Records for processing:
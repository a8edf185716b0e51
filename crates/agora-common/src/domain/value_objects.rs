//! Value Objects - Immutable domain primitives
//!
//! Value Objects are:
//! - Immutable
//! - Comparable by value (not identity)
//! - Side-effect free

use serde::{Deserialize, Serialize};
use std::fmt;
use std::str::FromStr;

/// Kind of user-submitted content that goes through moderation
#[derive(Debug, Clone, Copy, PartialEq, Eq, Hash, Serialize, Deserialize)]
#[serde(rename_all = "lowercase")]
pub enum ContentKind {
    Event,
    Opportunity,
    Project,
}

impl ContentKind {
    /// Every kind, in review-queue order
    pub const ALL: [ContentKind; 3] = [ContentKind::Event, ContentKind::Opportunity, ContentKind::Project];

    /// Wire name
    pub fn as_str(&self) -> &'static str {
        match self {
            Self::Event => "event",
            Self::Opportunity => "opportunity",
            Self::Project => "project",
        }
    }
}

impl fmt::Display for ContentKind {
    fn fmt(&self, f: &mut fmt::Formatter<'_>) -> fmt::Result {
        f.write_str(self.as_str())
    }
}

impl FromStr for ContentKind {
    type Err = UnknownVariant;

    fn from_str(s: &str) -> Result<Self, Self::Err> {
        match s.trim().to_ascii_lowercase().as_str() {
            "event" | "events" => Ok(Self::Event),
            "opportunity" | "opportunities" => Ok(Self::Opportunity),
            "project" | "projects" => Ok(Self::Project),
            other => Err(UnknownVariant(other.to_string())),
        }
    }
}

/// Moderation status
///
/// # Invariants
/// - New content starts `Pending`
/// - Only `Approved` content is publicly listed or featured
#[derive(Debug, Clone, Copy, Default, PartialEq, Eq, Hash, Serialize, Deserialize)]
#[serde(rename_all = "lowercase")]
pub enum ContentStatus {
    #[default]
    Pending,
    Approved,
    Rejected,
}

impl ContentStatus {
    /// Wire name
    pub fn as_str(&self) -> &'static str {
        match self {
            Self::Pending => "pending",
            Self::Approved => "approved",
            Self::Rejected => "rejected",
        }
    }
}

impl fmt::Display for ContentStatus {
    fn fmt(&self, f: &mut fmt::Formatter<'_>) -> fmt::Result {
        f.write_str(self.as_str())
    }
}

impl FromStr for ContentStatus {
    type Err = UnknownVariant;

    fn from_str(s: &str) -> Result<Self, Self::Err> {
        match s.trim().to_ascii_lowercase().as_str() {
            "pending" => Ok(Self::Pending),
            "approved" => Ok(Self::Approved),
            "rejected" => Ok(Self::Rejected),
            other => Err(UnknownVariant(other.to_string())),
        }
    }
}

/// Parse failure for the enums above
#[derive(Debug, Clone, PartialEq, Eq, thiserror::Error)]
#[error("unknown value: {0}")]
pub struct UnknownVariant(pub String);

#[cfg(test)]
mod tests {
    use super::*;

    #[test]
    fn test_kind_parse() {
        assert_eq!("Events".parse::<ContentKind>().unwrap(), ContentKind::Event);
        assert_eq!("opportunity".parse::<ContentKind>().unwrap(), ContentKind::Opportunity);
        assert!("forum".parse::<ContentKind>().is_err());
    }

    #[test]
    fn test_status_default_pending() {
        assert_eq!(ContentStatus::default(), ContentStatus::Pending);
        assert_eq!("APPROVED".parse::<ContentStatus>().unwrap(), ContentStatus::Approved);
    }

    #[test]
    fn test_wire_names() {
        assert_eq!(serde_json::to_string(&ContentKind::Project).unwrap(), "\"project\"");
        assert_eq!(serde_json::to_string(&ContentStatus::Rejected).unwrap(), "\"rejected\"");
    }
}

Exercise directions: Give only the number of lines in the entries above that contain the string "Display".

Expected output: 2